§ Stored data
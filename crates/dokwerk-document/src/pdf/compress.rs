// SPDX-License-Identifier: PMPL-1.0-or-later
// Copyright (c) 2026 Jonathan D.A. Jewell (hyperpolymath) <jonathan.jewell@open.ac.uk>
//
// PDF compression — container-level re-packing with `lopdf`.
//
// Images are never re-encoded. The levels only change how the object graph is
// serialised:
//
//   low    — load and save as-is (flat object layout, original numbering)
//   medium — drop unreachable objects and empty streams, renumber objects
//            densely, and deflate every stream that is not yet filtered
//   high   — medium, after removing page thumbnails and the catalog's XMP
//            metadata stream
//
// Form-field appearance streams are never regenerated at any level; lopdf
// copies whatever the source contains.

use std::io::Read;
use std::path::Path;

use dokwerk_core::error::{DokwerkError, Result};
use dokwerk_core::types::{CompressionLevel, CompressionRequest};
use lopdf::{Document, Object};
use serde::{Deserialize, Serialize};
use tracing::{debug, info, instrument};

/// The PDF header must start within the first 1024 bytes.
const HEADER_SEARCH_WINDOW: usize = 1024;

/// Size accounting for one compression run.
#[derive(Debug, Clone, PartialEq, Serialize, Deserialize)]
pub struct CompressionMetrics {
    pub level: CompressionLevel,
    pub original_size: u64,
    pub compressed_size: u64,
    /// Percentage saved, rounded to two decimals. Zero or negative when
    /// re-packing did not shrink the file.
    pub compression_ratio: f64,
    /// `original_size - compressed_size`; negative if the file grew.
    pub saved_bytes: i64,
}

impl CompressionMetrics {
    pub fn new(level: CompressionLevel, original_size: u64, compressed_size: u64) -> Self {
        Self {
            level,
            original_size,
            compressed_size,
            compression_ratio: compression_ratio(original_size, compressed_size),
            saved_bytes: original_size as i64 - compressed_size as i64,
        }
    }
}

/// `round((original - compressed) / original * 100, 2)`; 0.0 for an empty
/// original.
pub fn compression_ratio(original: u64, compressed: u64) -> f64 {
    if original == 0 {
        return 0.0;
    }
    let saved = original as f64 - compressed as f64;
    (saved / original as f64 * 100.0 * 100.0).round() / 100.0
}

/// Whether `data` carries a `%PDF-` header within the allowed window.
pub fn has_pdf_header(data: &[u8]) -> bool {
    let window = &data[..data.len().min(HEADER_SEARCH_WINDOW)];
    window.windows(5).any(|w| w == b"%PDF-")
}

/// Check the file header without parsing the document.
pub fn file_has_pdf_header(path: impl AsRef<Path>) -> Result<bool> {
    let path = path.as_ref();
    let file = std::fs::File::open(path)
        .map_err(|err| DokwerkError::SourceUnreadable(format!("{}: {err}", path.display())))?;
    let mut head = Vec::with_capacity(HEADER_SEARCH_WINDOW);
    file.take(HEADER_SEARCH_WINDOW as u64)
        .read_to_end(&mut head)
        .map_err(|err| DokwerkError::SourceUnreadable(format!("{}: {err}", path.display())))?;
    Ok(has_pdf_header(&head))
}

/// Re-serialise PDF bytes under `level`.
#[instrument(skip(data), fields(bytes_len = data.len(), %level))]
pub fn compress_bytes(data: &[u8], level: CompressionLevel) -> Result<Vec<u8>> {
    if !has_pdf_header(data) {
        return Err(DokwerkError::NotAPdf("missing %PDF- header".into()));
    }

    let mut document = Document::load_mem(data)
        .map_err(|err| DokwerkError::PdfParse(err.to_string()))?;
    debug!(
        pages = document.get_pages().len(),
        objects = document.objects.len(),
        "PDF parsed"
    );

    repack(&mut document, level);

    let mut output = Vec::new();
    document
        .save_to(&mut output)
        .map_err(|err| DokwerkError::WriteFailure(format!("failed to serialise PDF: {err}")))?;
    Ok(output)
}

/// Compress `request.source` into `output` and report the size change.
#[instrument(skip_all, fields(input = %request.source.path.display(), level = %request.level))]
pub fn compress_file(
    request: &CompressionRequest,
    output: impl AsRef<Path>,
) -> Result<CompressionMetrics> {
    let input = &request.source.path;
    let data = std::fs::read(input)
        .map_err(|err| DokwerkError::SourceUnreadable(format!("{}: {err}", input.display())))?;

    let compressed = compress_bytes(&data, request.level)?;
    std::fs::write(output.as_ref(), &compressed).map_err(|err| {
        DokwerkError::WriteFailure(format!("{}: {err}", output.as_ref().display()))
    })?;

    let metrics =
        CompressionMetrics::new(request.level, data.len() as u64, compressed.len() as u64);
    info!(
        original = metrics.original_size,
        compressed = metrics.compressed_size,
        ratio = metrics.compression_ratio,
        "PDF compressed"
    );
    Ok(metrics)
}

fn repack(document: &mut Document, level: CompressionLevel) {
    if level == CompressionLevel::Low {
        return;
    }

    if level == CompressionLevel::High {
        strip_non_rendering(document);
    }

    let pruned = document.prune_objects();
    let empty = document.delete_zero_length_streams();
    document.renumber_objects();
    document.compress();

    debug!(
        pruned = pruned.len(),
        empty_streams = empty.len(),
        objects = document.objects.len(),
        "object graph re-packed"
    );
}

/// Remove data viewers do not need to render pages: `/Thumb` on every page
/// and `/Metadata` on the catalog. The orphaned objects are pruned afterwards.
fn strip_non_rendering(document: &mut Document) {
    let page_ids: Vec<_> = document.get_pages().into_values().collect();
    let mut thumbs = 0usize;
    for page_id in page_ids {
        if let Ok(Object::Dictionary(page)) = document.get_object_mut(page_id)
            && page.remove(b"Thumb").is_some()
        {
            thumbs += 1;
        }
    }

    let root_id = document
        .trailer
        .get(b"Root")
        .and_then(Object::as_reference)
        .ok();
    let mut metadata = false;
    if let Some(root_id) = root_id
        && let Ok(Object::Dictionary(catalog)) = document.get_object_mut(root_id)
    {
        metadata = catalog.remove(b"Metadata").is_some();
    }

    debug!(thumbs, metadata, "non-rendering data stripped");
}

§ Task to carry out
Each line in the data that holds the string "Result" should be found and copied.

§ Answer space
use dokwerk_core::error::{DokwerkError, Result};
pub fn file_has_pdf_header(path: impl AsRef<Path>) -> Result<bool> {
pub fn compress_bytes(data: &[u8], level: CompressionLevel) -> Result<Vec<u8>> {
) -> Result<CompressionMetrics> {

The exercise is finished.